Saturday, May 29, 2010


Saxifrages tend to be associated with mountains - after all their Latin name refers to their habit in growing in rocky crevices - but this species, meadow saxifrage Saxifraga granulata, thrives in grass. It's a declining wild flower but it still has some strongholds up here in North East England, in Teesdale in particular.

Meadow saxifrage has its own distinctive technique for growing and flowering before being shaded out by other vegetation. If it just reproduced from seed it would struggle to compete with grasses but at the end of flowing dozens of tiny buds called bulbils (the 'granules' of granulata), form at the junction of the leaves and stem and when the rest of the plant withers away these sit on the soil surface over the winter. When spring comes they sprout leaves and flowers quickly, stealing a march on the grasses.
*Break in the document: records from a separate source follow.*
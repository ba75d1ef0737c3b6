// SPDX-License-Identifier: MIT
// Copyright 2026 TeenConnect contributors

use axum::{
    body::Body,
    http::{header, Request},
    response::Response,
    Router,
};
use async_trait::async_trait;
use serde_json::{json, Value};
use std::sync::atomic::{AtomicBool, AtomicUsize, Ordering};
use std::sync::Arc;
use std::time::Duration;
use teenconnect::backend::{tables, Backend, MemoryBackend, Query};
use teenconnect::config::{Config, SESSION_COOKIE};
use teenconnect::error::{AppError, Result};
use teenconnect::models::Session;
use teenconnect::routes::create_router;
use teenconnect::session::{SessionContext, SessionHolder, SignUpForm};
use teenconnect::AppState;
use tokio::sync::watch;
use tower::ServiceExt;

/// Backend with three clubs and three challenges.
#[allow(dead_code)]
pub fn seeded_backend() -> Arc<MemoryBackend> {
    let backend = MemoryBackend::new(&Config::test_default().jwt_secret);
    backend.seed(
        tables::CLUBS,
        vec![
            json!({"id": "club-chess", "name": "Chess", "description": "Weekly games",
                   "category": "games", "member_count": 5}),
            json!({"id": "club-choir", "name": "Choir", "category": "arts", "member_count": 0}),
            json!({"id": "club-soccer", "name": "Soccer", "category": "sports", "member_count": 3}),
        ],
    );
    backend.seed(
        tables::CHALLENGES,
        vec![
            json!({"id": "ch-walk", "title": "Walk 10k steps", "difficulty": "easy",
                   "points": 10, "category": "fitness", "created_at": "2025-09-01T00:00:00Z"}),
            json!({"id": "ch-book", "title": "Read a book", "difficulty": "hard",
                   "points": 25, "category": "learning", "created_at": "2025-09-02T00:00:00Z"}),
            json!({"id": "ch-odd", "title": "Mystery", "difficulty": "legendary",
                   "points": 5, "category": "circus", "created_at": "2025-09-03T00:00:00Z"}),
        ],
    );
    Arc::new(backend)
}

/// Create a test app over the seeded in-memory backend.
#[allow(dead_code)]
pub fn create_test_app() -> (Router, Arc<AppState>, Arc<MemoryBackend>) {
    create_test_app_with_config(Config::test_default())
}

#[allow(dead_code)]
pub fn create_test_app_with_frontend_url(frontend_url: &str) -> (Router, Arc<AppState>) {
    let mut config = Config::test_default();
    config.frontend_url = frontend_url.to_string();
    let (app, state, _) = create_test_app_with_config(config);
    (app, state)
}

fn create_test_app_with_config(config: Config) -> (Router, Arc<AppState>, Arc<MemoryBackend>) {
    let memory = seeded_backend();
    let backend: Arc<dyn Backend> = memory.clone();
    let state = Arc::new(AppState::new(config, backend));
    (create_router(state.clone()), state, memory)
}

/// Create a test app over any backend.
#[allow(dead_code)]
pub fn create_test_app_with_backend(backend: Arc<dyn Backend>) -> (Router, Arc<AppState>) {
    let state = Arc::new(AppState::new(Config::test_default(), backend));
    (create_router(state.clone()), state)
}

/// Memory backend whose writes can be held back, or refused, on demand.
///
/// Reads and auth calls always pass straight through.
#[allow(dead_code)]
pub struct HeldBackend {
    inner: Arc<MemoryBackend>,
    held: watch::Sender<bool>,
    waiting: AtomicUsize,
    fail_deletes: AtomicBool,
}

#[allow(dead_code)]
impl HeldBackend {
    pub fn new(inner: Arc<MemoryBackend>) -> Arc<Self> {
        let (held, _) = watch::channel(false);
        Arc::new(Self {
            inner,
            held,
            waiting: AtomicUsize::new(0),
            fail_deletes: AtomicBool::new(false),
        })
    }

    /// Park every write issued from now on until [`HeldBackend::release`].
    pub fn hold(&self) {
        self.held.send_replace(true);
    }

    pub fn release(&self) {
        self.held.send_replace(false);
    }

    pub fn fail_deletes(&self, fail: bool) {
        self.fail_deletes.store(fail, Ordering::SeqCst);
    }

    /// Wait until `count` writes are parked.
    pub async fn wait_for_parked(&self, count: usize) {
        tokio::time::timeout(Duration::from_secs(5), async {
            while self.waiting.load(Ordering::SeqCst) < count {
                tokio::time::sleep(Duration::from_millis(5)).await;
            }
        })
        .await
        .expect("write never reached the backend");
    }

    async fn pass(&self) {
        let mut rx = self.held.subscribe();
        let held = *rx.borrow();
        if held {
            self.waiting.fetch_add(1, Ordering::SeqCst);
            let _ = rx.wait_for(|held| !*held).await;
            self.waiting.fetch_sub(1, Ordering::SeqCst);
        }
    }
}

#[async_trait]
impl Backend for HeldBackend {
    async fn select(&self, table: &str, query: &Query, access_token: Option<&str>) -> Result<Vec<Value>> {
        self.inner.select(table, query, access_token).await
    }

    async fn insert(&self, table: &str, record: Value, access_token: &str) -> Result<Value> {
        self.pass().await;
        self.inner.insert(table, record, access_token).await
    }

    async fn update(&self, table: &str, id: &str, patch: Value, access_token: &str) -> Result<Value> {
        self.pass().await;
        self.inner.update(table, id, patch, access_token).await
    }

    async fn delete(&self, table: &str, query: &Query, access_token: &str) -> Result<()> {
        self.pass().await;
        if self.fail_deletes.load(Ordering::SeqCst) {
            return Err(AppError::Backend("connection reset by peer".to_string()));
        }
        self.inner.delete(table, query, access_token).await
    }

    async fn get_session(&self, access_token: &str) -> Result<Option<Session>> {
        self.inner.get_session(access_token).await
    }

    async fn sign_in(&self, email: &str, password: &str) -> Result<Session> {
        self.inner.sign_in(email, password).await
    }

    async fn sign_up(&self, email: &str, password: &str, display_name: &str) -> Result<Session> {
        self.inner.sign_up(email, password, display_name).await
    }

    async fn sign_out(&self, access_token: &str) -> Result<()> {
        self.inner.sign_out(access_token).await
    }
}

/// Send one request through a clone of the router.
#[allow(dead_code)]
pub async fn send(app: &Router, request: Request<Body>) -> Response {
    app.clone().oneshot(request).await.unwrap()
}

#[allow(dead_code)]
pub fn get(uri: &str, cookie: Option<&str>) -> Request<Body> {
    let mut builder = Request::builder().method("GET").uri(uri);
    if let Some(cookie) = cookie {
        builder = builder.header(header::COOKIE, cookie);
    }
    builder.body(Body::empty()).unwrap()
}

#[allow(dead_code)]
pub fn post_json(uri: &str, cookie: Option<&str>, body: Value) -> Request<Body> {
    let mut builder = Request::builder()
        .method("POST")
        .uri(uri)
        .header(header::CONTENT_TYPE, "application/json");
    if let Some(cookie) = cookie {
        builder = builder.header(header::COOKIE, cookie);
    }
    builder.body(Body::from(body.to_string())).unwrap()
}

#[allow(dead_code)]
pub fn post_empty(uri: &str, cookie: Option<&str>) -> Request<Body> {
    let mut builder = Request::builder().method("POST").uri(uri);
    if let Some(cookie) = cookie {
        builder = builder.header(header::COOKIE, cookie);
    }
    builder.body(Body::empty()).unwrap()
}

#[allow(dead_code)]
pub async fn json_body(response: Response) -> Value {
    let bytes = axum::body::to_bytes(response.into_body(), usize::MAX)
        .await
        .unwrap();
    serde_json::from_slice(&bytes).unwrap()
}

#[allow(dead_code)]
pub fn set_cookie_headers(response: &Response) -> Vec<String> {
    response
        .headers()
        .get_all(header::SET_COOKIE)
        .iter()
        .map(|value| value.to_str().unwrap().to_string())
        .collect()
}

#[allow(dead_code)]
pub fn location(response: &Response) -> &str {
    response
        .headers()
        .get(header::LOCATION)
        .and_then(|v| v.to_str().ok())
        .unwrap_or("")
}

/// Sign up over HTTP and return the `Cookie` header value for the session.
#[allow(dead_code)]
pub async fn sign_up(app: &Router, email: &str, display_name: &str) -> String {
    let response = send(
        app,
        post_json(
            "/auth/signup",
            None,
            json!({"email": email, "password": "secret123", "display_name": display_name}),
        ),
    )
    .await;

    let prefix = format!("{SESSION_COOKIE}=");
    let cookie = set_cookie_headers(&response)
        .into_iter()
        .find(|c| c.starts_with(&prefix))
        .unwrap_or_else(|| panic!("sign-up did not set a session cookie"));
    cookie.split(';').next().unwrap().to_string()
}

/// Sign up directly against the backend and return the screen context.
#[allow(dead_code)]
pub async fn signed_up_context(
    backend: &Arc<dyn Backend>,
    email: &str,
    display_name: &str,
) -> SessionContext {
    let holder = SessionHolder::new(backend.clone());
    let session = holder
        .sign_up(&SignUpForm {
            email: email.to_string(),
            password: "secret123".to_string(),
            display_name: display_name.to_string(),
        })
        .await
        .unwrap();
    SessionContext::from(&session)
}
The flowers still produce large numbers of tiny, widely dispersed seeds and for this they need pollinators, but this particular flower was a potential death trap for an unwary hoverfly visitor.....

... with a spider lurking under the petals, waiting to ambush visitors.


  1. I'm just so glad that I found your blog - amazing stuff, and just aimed at the right level as far as I'm concerned. Thank you, and keep up the good work!!

  2. Thanks Richard, I realy enjoy your blog too. Those were great pictures of goosander and brimstones recently...

  3. We live on the South Downs (chalk hills running from Winchester to Eastbourne) and have a wonderful carpet of them in our orchard.

    1. That most look wonderful. I grew up in Sussex and spent a very happy youth wandering the South Downs. Some wonderful places - Kingley Vale was a favourite.